DIRECTIONS FOR THIS TASK: Report each line below that carries the word "async".

== == ==

//! Retry combinators
//!
//! `retry_on_conflict` guards read-modify-write cycles against concurrent
//! writers; `with_retry` polls a fallible check on a fixed interval.

use std::future::Future;
use std::time::Duration;

use tracing::{debug, warn};

use crate::error::{Error, Result};

/// Bounded exponential backoff for optimistic concurrency retries
#[derive(Clone, Copy, Debug, PartialEq, Eq)]
pub struct Backoff {
    /// Total number of attempts, the first one included
    pub steps: u32,
    pub initial: Duration,
    pub max: Duration,
}

impl Default for Backoff {
    fn default() -> Self {
        Self {
            steps: 5,
            initial: Duration::from_millis(10),
            max: Duration::from_secs(1),
        }
    }
}

impl Backoff {
    pub fn with_steps(steps: u32) -> Self {
        Self {
            steps,
            ..Self::default()
        }
    }

    /// Delay before retry number `attempt` (zero based)
    pub fn delay(&self, attempt: u32) -> Duration {
        calculate_backoff(attempt, self.initial, self.max)
    }
}

/// Exponential backoff: `base * 2^attempt`, capped at `max`.
///
/// The exponent is capped at 16 so large attempt counts cannot overflow.
pub fn calculate_backoff(attempt: u32, base: Duration, max: Duration) -> Duration {
    let factor = 2_u32.saturating_pow(attempt.min(16));
    base.saturating_mul(factor).min(max)
}

/// Run `f` until it succeeds or fails with something other than a conflict.
///
/// Conflicts are retried up to `backoff.steps` attempts in total, after which
/// the last conflict is returned wrapped in [`Error::RetryExhausted`].
pub async fn retry_on_conflict<T, F, Fut>(backoff: Backoff, mut f: F) -> Result<T>
where
    F: FnMut() -> Fut,
    Fut: Future<Output = Result<T>>,
{
    let steps = backoff.steps.max(1);
    let mut attempt = 0;

    loop {
        match f().await {
            Ok(value) => return Ok(value),
            Err(e) if e.is_conflict() => {
                attempt += 1;
                if attempt >= steps {
                    warn!("conflict retry budget exhausted after {} attempts", attempt);
                    return Err(Error::RetryExhausted {
                        attempts: attempt,
                        source: Box::new(e),
                    });
                }
                let delay = backoff.delay(attempt - 1);
                debug!("write conflict, retrying in {:?} (attempt {})", delay, attempt);
                tokio::time::sleep(delay).await;
            }
            Err(e) => return Err(e),
        }
    }
}

/// Run `f` up to `attempts` times, sleeping `interval` after each failure
pub async fn with_retry<T, F, Fut>(interval: Duration, attempts: u32, mut f: F) -> Result<T>
where
    F: FnMut() -> Fut,
    Fut: Future<Output = Result<T>>,
{
    let attempts = attempts.max(1);
    let mut attempt = 0;

    loop {
        attempt += 1;
        match f().await {
            Ok(value) => return Ok(value),
            Err(e) if attempt >= attempts => {
                return Err(Error::RetryExhausted {
                    attempts: attempt,
                    source: Box::new(e),
                })
            }
            Err(e) => {
                debug!("attempt {}/{} failed: {}", attempt, attempts, e);
                tokio::time::sleep(interval).await;
            }
        }
    }
}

== == ==

ANSWER FOR THE TASK:
pub async fn retry_on_conflict<T, F, Fut>(backoff: Backoff, mut f: F) -> Result<T>
pub async fn with_retry<T, F, Fut>(interval: Duration, attempts: u32, mut f: F) -> Result<T>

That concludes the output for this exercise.